- Claims reimbursement forms lacking appropriate fields for medical device information make it more difficult for CMS to reduce Medicare spending associated with recalled or failed devices, the Department of Health and Human Services (HHS) Inspector General Daniel Levinson recently warned CMS Acting Administrator Andy Slavitt.
The Office of the Inspector General (OIG) found that services related to seven recalled or failed medical devices led to approximately $1.5 billion in Medicare spending and $140 million in beneficiary copayments and deductibles.
While the alert shared Medicare spending data on certain medical devices, OIG stated that the information was not easy to find. Since current claims reimbursement forms do not contain a field for medical device information, OIG could not use claims data to determine what devices had been implanted in beneficiaries or whether the devices were replaced because of a recall or failure.
Instead, OIG had to subpoena device manufacturers to acquire lists of beneficiaries who received recalled or failed devices and review individual medical records.
“Our ongoing review shows that the lack of medical device-specific information in the claims data impedes the ability of the Centers for Medicare & Medicaid Services (CMS) to readily identify and effectively track Medicare’s total costs related to the replacement of recalled or defective devices,” wrote Levinson.
Medical device recalls almost doubled between 2003 and 2012, according to a cited Food and Drug Administration (FDA) study. As a result, independent research showed that failed devices have cost Medicare billions of dollars during the same timeframe.
“Although not improper payments, these amounts underscore the significant costs incurred by Medicare and beneficiaries to replace failed or recalled medical devices,” Levinson stated.
In 2007, CMS voiced concerns about high Medicare spending on recalled and failed medical devices, the alert explained. But OIG revealed that claims reimbursement form inadequacies may have prevented federal agencies from accurately monitoring the related costs.
The federal watchdog found that claims reimbursement forms only provide space to list services and procedures performed as well as a two-digit field that providers generally do not use to identify medical device failures and recalls. The forms do not include fields for medical device-specific information.
OIG advised CMS to encourage use of the two-digit medical device failure or recall field and include medical device data, such as some information from the Unique Device Identifier (UDI) system, on claims forms.
The UDI system, developed by the FDA in 2007, identifies a product’s device labeler and version or model as well as specific device data, such as the product’s lot or batch, serial number, expiration date, manufacturing date, and Human Cell, Tissue or Cellular or Tissue-Based Product identification code. The system was created to “better detect devices with adverse events, improve device recalls, and enable more robust post-market surveillance,” Levinson noted.
By including medical device information on forms, CMS and other federal agencies could avoid resource-intensive processes for obtaining failed and recalled medical device information and simply use hospital claims data, Levinson contended. This would help CMS to better identify cost-cutting opportunities related to the devices and associated healthcare services.
“Those benefits could reduce Medicare costs by identifying problem devices more quickly and reduce medical errors by enabling healthcare professionals and others to more rapidly and precisely identify a device that is potentially contributing to a medical error and obtain important information concerning the characteristics of the device,” Levinson wrote. “This in turn could help protect beneficiaries from unnecessary costs in the form of deductibles and coinsurance and improve their chance of receiving the appropriate follow-up care more quickly.”

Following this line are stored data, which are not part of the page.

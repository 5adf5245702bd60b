//! Reference-counted cache of in-memory inodes ("minodes")
//!
//! At most one slot is live per (device, inode) key. A slot whose reference
//! count has dropped to zero keeps its key, so a later lookup can revive it,
//! but it is also a candidate for reuse by a different key once no empty slot
//! is left.

use crate::error::{FsError, Result};
use crate::format::DiskInode;
use crate::mount::{DeviceId, MountTable};

/// Index of an inode-cache slot
#[derive(Debug, Clone, Copy, PartialEq, Eq, Hash)]
pub struct MinodeId(pub(crate) usize);

/// A cached inode
#[derive(Debug, Clone)]
pub struct Minode {
    pub dev: DeviceId,
    pub ino: u32,
    /// Working copy of the on-disk record
    pub inode: DiskInode,
    pub(crate) ref_count: u32,
    /// Set by whoever modifies `inode`; cleared on write-back
    pub dirty: bool,
    /// Device mounted on this directory, if any
    pub mounted: Option<DeviceId>,
}

impl Minode {
    pub fn ref_count(&self) -> u32 {
        self.ref_count
    }
}

/// Fixed-capacity arena of cached inodes
#[derive(Debug)]
pub struct InodeCache {
    slots: Vec<Option<Minode>>,
}

impl InodeCache {
    pub fn new(capacity: usize) -> Self {
        Self {
            slots: (0..capacity).map(|_| None).collect(),
        }
    }

    /// Take a reference on (dev, ino), loading it from the device's inode table if needed
    pub fn get(&mut self, mounts: &MountTable, dev: DeviceId, ino: u32) -> Result<MinodeId> {
        if let Some(id) = self.find(dev, ino) {
            let minode = self.minode_mut(id)?;
            if minode.ref_count == 0 {
                // Idle slots were written back on release; refresh in case the
                // table changed underneath.
                minode.inode = mounts.device(dev)?.inode(ino)?.clone();
            }
            minode.ref_count += 1;
            return Ok(id);
        }

        let inode = mounts.device(dev)?.inode(ino)?.clone();
        let index = self
            .slots
            .iter()
            .position(Option::is_none)
            .or_else(|| {
                self.slots
                    .iter()
                    .position(|slot| matches!(slot, Some(m) if m.ref_count == 0 && !m.dirty && m.mounted.is_none()))
            })
            .ok_or(FsError::InodeCacheFull)?;

        if let Some(old) = &self.slots[index] {
            log::debug!("ICACHE: reusing slot {} ({} ino {})", index, old.dev, old.ino);
        }
        self.slots[index] = Some(Minode {
            dev,
            ino,
            inode,
            ref_count: 1,
            dirty: false,
            mounted: None,
        });
        Ok(MinodeId(index))
    }

    /// Take an extra reference on a slot that is already held
    pub fn acquire(&mut self, id: MinodeId) -> Result<()> {
        self.minode_mut(id)?.ref_count += 1;
        Ok(())
    }

    /// Drop one reference; a dirty inode is written back to its device's table
    pub fn release(&mut self, mounts: &mut MountTable, id: MinodeId) -> Result<()> {
        let Some(Some(minode)) = self.slots.get_mut(id.0) else {
            log::warn!("ICACHE: release of unknown slot {}", id.0);
            return Ok(());
        };

        if minode.ref_count == 0 {
            log::warn!("ICACHE: release of idle slot {} ({} ino {})", id.0, minode.dev, minode.ino);
        } else {
            minode.ref_count -= 1;
        }

        if minode.dirty {
            mounts.device_mut(minode.dev)?.store_inode(minode.ino, &minode.inode);
            minode.dirty = false;
        }
        Ok(())
    }

    pub fn minode(&self, id: MinodeId) -> Result<&Minode> {
        self.slots
            .get(id.0)
            .and_then(Option::as_ref)
            .ok_or_else(|| FsError::Corrupt(format!("stale inode cache slot {}", id.0)))
    }

    pub fn minode_mut(&mut self, id: MinodeId) -> Result<&mut Minode> {
        self.slots
            .get_mut(id.0)
            .and_then(Option::as_mut)
            .ok_or_else(|| FsError::Corrupt(format!("stale inode cache slot {}", id.0)))
    }

    /// Slot currently keyed by (dev, ino), referenced or not
    pub fn find(&self, dev: DeviceId, ino: u32) -> Option<MinodeId> {
        self.slots
            .iter()
            .position(|slot| matches!(slot, Some(m) if m.dev == dev && m.ino == ino))
            .map(MinodeId)
    }

    /// Whether anyone holds a reference on (dev, ino)
    pub fn is_referenced(&self, dev: DeviceId, ino: u32) -> bool {
        self.find(dev, ino)
            .and_then(|id| self.minode(id).ok())
            .map_or(false, |m| m.ref_count > 0)
    }

    /// Device mounted on (dev, ino), if that inode is a mount point
    pub fn mounted_on(&self, dev: DeviceId, ino: u32) -> Option<DeviceId> {
        self.find(dev, ino).and_then(|id| self.minode(id).ok()).and_then(|m| m.mounted)
    }

    /// Number of referenced slots belonging to `dev`
    pub fn holders_on(&self, dev: DeviceId) -> usize {
        self.slots
            .iter()
            .flatten()
            .filter(|m| m.dev == dev && m.ref_count > 0)
            .count()
    }

    /// Number of referenced slots
    pub fn in_use(&self) -> usize {
        self.slots.iter().flatten().filter(|m| m.ref_count > 0).count()
    }

    /// Write back and drop every idle slot of `dev`
    pub fn evict_device(&mut self, mounts: &mut MountTable, dev: DeviceId) -> Result<()> {
        for slot in self.slots.iter_mut() {
            let evict = match slot {
                Some(minode) if minode.dev == dev && minode.ref_count == 0 => {
                    if minode.dirty {
                        mounts.device_mut(dev)?.store_inode(minode.ino, &minode.inode);
                    }
                    true
                }
                _ => false,
            };
            if evict {
                *slot = None;
            }
        }
        Ok(())
    }

    /// Write back every dirty slot without touching reference counts
    pub fn flush_all(&mut self, mounts: &mut MountTable) -> Result<()> {
        for minode in self.slots.iter_mut().flatten() {
            if minode.dirty {
                mounts.device_mut(minode.dev)?.store_inode(minode.ino, &minode.inode);
                minode.dirty = false;
            }
        }
        Ok(())
    }
}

To implement the recommendations, OIG suggested that CMS partner with the Accredited Standards Committee X12 to include some UDI information for implantable devices on the next version of claims reimbursement forms.

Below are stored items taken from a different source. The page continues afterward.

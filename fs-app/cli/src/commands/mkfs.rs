//! mkfs command for creating ext2 images

use anyhow::{anyhow, Context, Result};
use clap::Parser;
use log::info;
use std::io::Write;
use std::path::PathBuf;

use extfs::format_image;

/// Create a single-group ext2 image with 1 KiB blocks
#[derive(Parser, Debug)]
#[command(about = "Create an ext2 image")]
pub struct MkfsArgs {
    /// Image file to create
    pub image: PathBuf,

    /// Size of the image in 1 KiB blocks (at most 8192)
    #[arg(short, long, default_value_t = 1440)]
    pub blocks: u32,

    /// Number of inodes, rounded up to a multiple of 8
    #[arg(short, long, default_value_t = 184)]
    pub inodes: u32,

    /// Overwrite an existing file without confirmation
    #[arg(short, long)]
    pub force: bool,
}

pub async fn run(args: MkfsArgs) -> Result<()> {
    if args.image.is_dir() {
        return Err(anyhow!("{:?} is a directory", args.image));
    }

    if args.image.exists() && !args.force {
        println!("WARNING: {} already exists.", args.image.display());
        println!("This operation will DESTROY ALL DATA in it!");
        print!("Are you sure you want to continue? [y/N] ");
        std::io::stdout().flush()?;

        let mut input = String::new();
        std::io::stdin().read_line(&mut input)?;

        if !input.trim().eq_ignore_ascii_case("y") {
            println!("Operation cancelled.");
            return Ok(());
        }
    }

    info!(
        "Formatting {} with {} blocks and {} inodes...",
        args.image.display(),
        args.blocks,
        args.inodes
    );

    format_image(&args.image, args.blocks, args.inodes)
        .await
        .with_context(|| format!("Failed to format image: {}", args.image.display()))?;

    println!(
        "Created {} ({} KiB, {} inodes)",
        args.image.display(),
        args.blocks,
        (args.inodes + 7) / 8 * 8
    );
    Ok(())
}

But CMS must act quickly, Levinson pointed out, because the Accredited Standard Committee X12, which has been tasked with defining and creating electronic healthcare claim forms, has proposed changes to existing forms that are scheduled to be released for comment on December 1.
“Unless the Accredited Standards Committee X12 incorporates the DI [device identifier] into this update, medical device-specific information could not be included on the claim forms until the end of the next decade,” Levinson stated.
CMS has taken some steps to incorporating medical device data on claims reimbursement forms. In July, the federal agency partnered with FDA to start the claims reimbursement forms changes. The federal agencies penned a letter to the Accredited Standards Committee X12 expressing support for capturing medical device identifier information from the UDI system on claims forms.
The letter stated that adding the medical device-specific information would help the agencies evaluate product performance, identify patient safety concerns at the model level, collect and analyze patient data for devices at the model level, and promote program integrity. The information would also assist providers and payers with calculating and comparing healthcare costs and patient outcomes based on the device model.
Some healthcare stakeholders have also expressed support for incorporating medical device-specific information on claims forms.
“Tracking medical device codes in Medicare claim forms will protect patient safety, save the taxpayers billions of dollars in Medicare costs, and spare individual patients millions in co-pays,” Josh Rising, Director of Healthcare Program at the Pew Charitable Trusts, told RevCycleIntelligence.com in an email. “This is long overdue.”